Christin Zenner

Personal information
- Nationality: Germany
- Born: 18 March 1991 (age 35) Plauen, Saxony, Germany
- Height: 1.75 m (5 ft 9 in)
- Weight: 61 kg (134 lb)

Sport
- Sport: Swimming
- Strokes: Backstroke
- Club: VfV Hildesheim
- Coach: Jacqueline Zenner

Medal record
Women's swimming
Representing Germany
European Junior Championships
| Gold medal – first place | 2006 Palma | 50 m backstroke |
| Gold medal – first place | 2007 Antwerp | 50 m backstroke |
| Silver medal – second place | 2007 Antwerp | 100 m backstroke |

= Christin Zenner =

German swimmer

Christin Zenner (born 18 March 1991 in Plauen, Saxony) is a German swimmer, who specialized in backstroke events. She is a two-time champion in the 50 m backstroke at the European Junior Swimming Championships (2006 in Palma de Mallorca, Spain and 2007 in Antwerp, Belgium). Zenner is also a member of the swimming team for VfV Hildesheim, and is coached and trained by her mother Jacqueline Zenner.
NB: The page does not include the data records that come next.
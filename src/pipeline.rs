//! Pipeline driver
//!
//! One straight pass: bind the project, derive levels and the world grid,
//! then emit headers and backgrounds. The project is loaded once and only
//! borrowed afterwards.

use indicatif::{ProgressBar, ProgressStyle};
use tracing::info;

use crate::background::convert_background;
use crate::codegen::{
    level_header_path, render_level_header, render_level_index, render_world_config, OutputWriter,
};
use crate::config::PipelineConfig;
use crate::error::Result;
use crate::ldtk::{load_project, LdtkProject};
use crate::world::{parse_levels, CellSize, Definitions, ParsedLevel, Placement, WorldGrid};

/// What a run produced
#[derive(Debug, Clone, Default, PartialEq, Eq)]
pub struct PipelineSummary {
    pub levels: usize,
    pub entities: usize,
    /// World cells owned by some level
    pub owned_cells: usize,
    pub files_written: usize,
    pub files_unchanged: usize,
}

/// Everything derived from the project before anything is written
#[derive(Debug, Clone)]
pub struct WorldModel {
    pub definitions: Definitions,
    pub cell: CellSize,
    pub levels: Vec<ParsedLevel>,
    pub grid: WorldGrid,
}

impl WorldModel {
    pub fn derive(project: &LdtkProject, config: &PipelineConfig) -> Result<Self> {
        let definitions = Definitions::from_defs(&project.defs);
        let cell = CellSize::from_project(project)?;
        let levels = parse_levels(project, config)?;

        let placements: Vec<Placement> = levels.iter().map(ParsedLevel::placement).collect();
        let grid = WorldGrid::build(config.canvas, config.sentinel, &placements)?;
        info!(
            width = config.canvas.width,
            height = config.canvas.height,
            owned = grid.owned_count(),
            "built world grid"
        );

        Ok(Self {
            definitions,
            cell,
            levels,
            grid,
        })
    }
}

/// Load the configured project and generate every output
pub fn run(config: &PipelineConfig) -> Result<PipelineSummary> {
    let project = load_project(&config.input)?;
    generate(&project, config)
}

/// Generate every output from an already loaded project
pub fn generate(project: &LdtkProject, config: &PipelineConfig) -> Result<PipelineSummary> {
    let model = WorldModel::derive(project, config)?;
    let mut writer = OutputWriter::new();
    let include_dir = config.include_dir();

    let world_config = render_world_config(&model.definitions, &model.grid, model.cell, config)?;
    writer.write_str(&include_dir.join("world_config.h"), &world_config)?;

    let index = render_level_index(&model.levels, config);
    writer.write_str(&include_dir.join("levels_intgrid.h"), &index)?;

    if config.skip_images {
        info!("skipping background conversion");
    } else {
        convert_backgrounds(&model.levels, config, &mut writer)?;
    }

    for level in &model.levels {
        let header = render_level_header(level, &model.definitions, config)?;
        writer.write_str(&level_header_path(&include_dir, level.id), &header)?;
    }

    let summary = PipelineSummary {
        levels: model.levels.len(),
        entities: model.levels.iter().map(|l| l.entities.len()).sum(),
        owned_cells: model.grid.owned_count(),
        files_written: writer.written(),
        files_unchanged: writer.unchanged(),
    };
    info!(
        levels = summary.levels,
        entities = summary.entities,
        written = summary.files_written,
        unchanged = summary.files_unchanged,
        "generation complete"
    );
    Ok(summary)
}

fn convert_backgrounds(
    levels: &[ParsedLevel],
    config: &PipelineConfig,
    writer: &mut OutputWriter,
) -> Result<()> {
    let png_dir = config.project_dir().join(&config.level_png_dir);
    let dest_dir = config.graphics_dir();

    let pb = ProgressBar::new(levels.len() as u64);
    pb.set_style(
        ProgressStyle::default_bar()
            .template("Converting backgrounds [{bar:30}] {pos}/{len} {msg}")
            .unwrap_or_else(|_| ProgressStyle::default_bar())
            .progress_chars("█▓░"),
    );

    for level in levels {
        let source = png_dir.join(format!("{}.png", level.identifier));
        pb.set_message(level.identifier.clone());
        let converted =
            convert_background(&source, &dest_dir, &level.asset_id(), config.palette_depth, writer);
        if let Err(e) = converted {
            pb.abandon_with_message(format!("failed on {}", level.identifier));
            return Err(e);
        }
        pb.inc(1);
    }

    pb.finish_with_message(format!("Converted {} backgrounds", levels.len()));
    Ok(())
}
Zenner qualified for two swimming events, as Germany's youngest swimmer (aged 17), at the 2008 Summer Olympics in Beijing, by storming victories in the 100 and 200 m backstroke from the Olympic trials, in FINA A-standard entry times of 1:01.24 and 2:12.61. In the 100 m backstroke, Zenner challenged seven other swimmers on the sixth heat, including heavy favorites Reiko Nakamura of Japan and Laure Manaudou of France. She rounded out the field to last place and forty-second overall by one second behind Ukraine's Iryna Amshennikova in 1:03.87. In her second event, 200 m backstroke, Zenner finished thirty-fourth overall in the preliminary heats with a slowest time of 2:20.28.